Feathers' last great recording came from a session he did for Ronnie Weiser’s Los Angeles label, Rollin’ Rock Records, in late 1974. “That Certain Female” is probably the only rock song to feature a stapler (played by Weiser) as a principle instrument. The echoing gallop of the makeshift instrument was a perfect complement to the Sun sound Feathers favored (as it would be right at home on the early Johnny Cash recordings). For the remainder of the decade, Feathers held down day jobs and played the local clubs with his son, Bubba (né Charles Arthur), on lead guitar and his daughter, Wanda, on backing vocals and tambourine. In the mid-1970s, they served as house band for the Phoenix Club, which Feathers partly owned at the time. Any recordings he made (such as the ones for his own Feathers Records) were either covers or reworkings of his own songs.

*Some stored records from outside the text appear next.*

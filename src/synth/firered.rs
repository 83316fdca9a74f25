use async_trait::async_trait;
use std::path::Path;
use std::process::Command;
use tracing::{debug, info};

use crate::config::SynthConfig;
use crate::dialogue::DialogueScript;
use crate::error::{Result, TaidanError};
use crate::files::is_usable_file;
use super::SynthesizerTrait;

/// FireRedTTS2 dialogue CLI adapter.
///
/// The engine reads a speaker-tagged script and per-speaker voice prompts,
/// and writes the narration WAV plus an SRT whose cue timings follow the
/// generated speech.
pub struct FireRedSynthesizer {
    config: SynthConfig,
}

impl FireRedSynthesizer {
    pub fn new(config: SynthConfig) -> Self {
        Self { config }
    }

    fn build_command(
        &self,
        script_path: &Path,
        audio_path: &Path,
        srt_path: &Path,
    ) -> Command {
        let mut cmd = Command::new(&self.config.binary_path);
        cmd.arg("--gen-type").arg("dialogue")
            .arg("--pretrained-dir").arg(&self.config.model_dir)
            .arg("--script").arg(script_path)
            .arg("--sample-rate").arg(self.config.sample_rate.to_string())
            .arg("--temperature").arg(self.config.temperature.to_string())
            .arg("--topk").arg(self.config.topk.to_string());

        for prompt in &self.config.voice_prompts {
            cmd.arg("--prompt-wav").arg(&prompt.audio_path);
            cmd.arg("--prompt-text").arg(format!("[{}]{}", prompt.speaker, prompt.text));
        }

        cmd.arg("--output-audio").arg(audio_path)
            .arg("--output-srt").arg(srt_path);
        cmd
    }

    fn validate_voice_prompts(&self) -> Result<()> {
        for prompt in &self.config.voice_prompts {
            let path = Path::new(&prompt.audio_path);
            if !path.exists() {
                return Err(TaidanError::FileNotFound(prompt.audio_path.clone()));
            }
        }
        Ok(())
    }
}

#[async_trait]
impl SynthesizerTrait for FireRedSynthesizer {
    async fn synthesize(
        &self,
        script: &DialogueScript,
        audio_path: &Path,
        srt_path: &Path,
    ) -> Result<()> {
        script.validate()?;
        self.validate_voice_prompts()?;

        info!(
            "Synthesizing dialogue: {} segments, {} voice prompts",
            script.segments.len(),
            self.config.voice_prompts.len()
        );

        // The engine consumes the script from a file, not stdin
        let temp_dir = tempfile::tempdir()
            .map_err(|e| TaidanError::Synth(format!("Failed to create temp directory: {}", e)))?;
        let script_path = temp_dir.path().join("script.txt");
        tokio::fs::write(&script_path, script.to_text()).await?;

        let mut cmd = self.build_command(&script_path, audio_path, srt_path);
        debug!("Executing synthesizer: {:?}", cmd);

        let output = cmd.output()
            .map_err(|e| TaidanError::Synth(format!("Failed to execute synthesizer: {}", e)))?;

        if !output.status.success() {
            let stderr = String::from_utf8_lossy(&output.stderr);
            return Err(TaidanError::Synth(format!("Synthesizer failed: {}", stderr)));
        }

        if !is_usable_file(audio_path) {
            return Err(TaidanError::Synth(format!(
                "Synthesizer produced no audio: {}",
                audio_path.display()
            )));
        }
        if !is_usable_file(srt_path) {
            return Err(TaidanError::Synth(format!(
                "Synthesizer produced no subtitles: {}",
                srt_path.display()
            )));
        }

        info!("Synthesis completed: {} / {}", audio_path.display(), srt_path.display());
        Ok(())
    }

    fn check_availability(&self) -> Result<()> {
        let output = Command::new(&self.config.binary_path)
            .arg("--version")
            .output()
            .map_err(|e| TaidanError::Synth(format!("Synthesizer not found: {}", e)))?;

        if output.status.success() {
            info!("Synthesizer is available");
            Ok(())
        } else {
            Err(TaidanError::Synth("Synthesizer version check failed".to_string()))
        }
    }

    async fn get_version_info(&self) -> Result<String> {
        let output = Command::new(&self.config.binary_path)
            .arg("--version")
            .output()
            .map_err(|e| TaidanError::Synth(format!("Failed to execute synthesizer: {}", e)))?;

        if output.status.success() {
            let version_info = String::from_utf8_lossy(&output.stdout);
            let first_line = version_info.lines().next().unwrap_or("Unknown version");
            Ok(first_line.to_string())
        } else {
            let stderr = String::from_utf8_lossy(&output.stderr);
            Err(TaidanError::Synth(format!("Synthesizer version check failed: {}", stderr)))
        }
    }
}
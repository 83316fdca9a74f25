use async_trait::async_trait;
use std::path::{Path, PathBuf};
use std::process::Command;
use tracing::{debug, info, warn};
use walkdir::WalkDir;

use crate::config::RenderConfig;
use crate::error::{Result, TaidanError};
use crate::files::is_usable_file;
use super::{SceneRendererTrait, SceneSpec};

/// Directory component the engine uses for per-animation fragments.
pub const PARTIAL_DIR_COMPONENT: &str = "partial_movie_files";

const SCENE_SPEC_FILENAME: &str = "scene.json";

/// Manim-based scene renderer adapter.
///
/// Writes the scene spec into the temp dir, invokes the renderer binary,
/// and locates the produced silent video under the engine's media layout.
pub struct ManimRenderer {
    config: RenderConfig,
}

impl ManimRenderer {
    pub fn new(config: RenderConfig) -> Self {
        Self { config }
    }

    fn build_command(&self, spec_path: &Path, temp_dir: &Path) -> Command {
        let mut cmd = Command::new(&self.config.binary_path);
        cmd.arg("--spec").arg(spec_path)
            .arg("--media-dir").arg(temp_dir)
            .arg("--format").arg(&self.config.format)
            .arg("--quality").arg(&self.config.quality)
            .arg("--fps").arg(self.config.frame_rate.to_string())
            .arg("--disable-caching");
        cmd
    }

    /// Locate the rendered video: a non-empty video file under the temp
    /// dir that is not an animation fragment.
    fn find_rendered_video(&self, temp_dir: &Path) -> Option<PathBuf> {
        let extension = self.config.format.as_str();
        let mut candidates: Vec<PathBuf> = WalkDir::new(temp_dir)
            .into_iter()
            .filter_map(|e| e.ok())
            .map(|e| e.path().to_path_buf())
            .filter(|p| p.extension().and_then(|e| e.to_str()) == Some(extension))
            .filter(|p| !p.components().any(|c| c.as_os_str() == PARTIAL_DIR_COMPONENT))
            .filter(|p| is_usable_file(p))
            .collect();

        candidates.sort();
        candidates.into_iter().next()
    }
}

#[async_trait]
impl SceneRendererTrait for ManimRenderer {
    async fn render(&self, spec: &SceneSpec, temp_dir: &Path) -> Result<PathBuf> {
        info!(
            "Rendering scene: {} cues, {:.2}s, quality {}",
            spec.cues.len(),
            spec.audio_duration,
            spec.quality
        );

        let spec_path = temp_dir.join(SCENE_SPEC_FILENAME);
        let spec_json = serde_json::to_string_pretty(spec)?;
        tokio::fs::write(&spec_path, spec_json).await?;
        debug!("Wrote scene spec: {}", spec_path.display());

        let mut cmd = self.build_command(&spec_path, temp_dir);
        debug!("Executing renderer: {:?}", cmd);

        let output = cmd.output()
            .map_err(|e| TaidanError::Render(format!("Failed to execute renderer: {}", e)))?;

        if !output.status.success() {
            let stderr = String::from_utf8_lossy(&output.stderr);
            warn!("Renderer exited abnormally: {}", output.status);
            return Err(TaidanError::Render(format!(
                "Renderer failed ({}): {}",
                output.status, stderr
            )));
        }

        match self.find_rendered_video(temp_dir) {
            Some(video) => {
                info!("Renderer produced: {}", video.display());
                Ok(video)
            }
            None => Err(TaidanError::Render(
                "Renderer reported success but produced no video".to_string(),
            )),
        }
    }

    fn check_availability(&self) -> Result<()> {
        let output = Command::new(&self.config.binary_path)
            .arg("--version")
            .output()
            .map_err(|e| TaidanError::Render(format!("Renderer not found: {}", e)))?;

        if output.status.success() {
            info!("Scene renderer is available");
            Ok(())
        } else {
            Err(TaidanError::Render("Renderer version check failed".to_string()))
        }
    }
}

Due to the growing European trade in his bootleg recordings and the success of Rockabilly Kings (a 1974 English compilation of his and Mac Curtis’ King recordings on Polydor Records), Feathers regularly toured Europe with his son Bubba from the late 1970s through the 1980s. The popularity of rockabilly revivalists The Stray Cats during the 1980s surely did not inhibit the renewed interest in classic rockabilly artists like Feathers. His cult status in Europe led to two new releases on the independent French label, New Rose Records (home at the time of other notable cult artists such as The Cramps, Roky Erikson and Johnny Thunders). Featuring a combination of new songs and covers, Honky Tonk Man (1982) and The New Jungle Fever (1987) are solid, admirable efforts, but both were closer to pure country music than the driving rockabilly vigor of Feathers’ glory days. If not for the occasional hiccup, some of singing here could be easily mistaken for Johnny Paycheck’s (cf. “Blame It On Time”).
With a new, eponymously-titled record in 1991 for Elektra (his first major label recording) and the collections of his back catalog, alternate takes and acoustic demos that Norton Records released during the early 1990s, Feathers seemed primed for a comeback. Unfortunately, his failing health made it difficult for him to capitalize on this growing interest. He had a cancerous lung removed in the 1980s and growing health problems stemming from diabetes effectively rendered him retired from touring. Resulting from complications related to a stroke, Feathers died at age 66 on August 29, 1998 in Memphis. He is survived by his wife Rosemary and their 3 children, Bubba, Wanda and Ricky.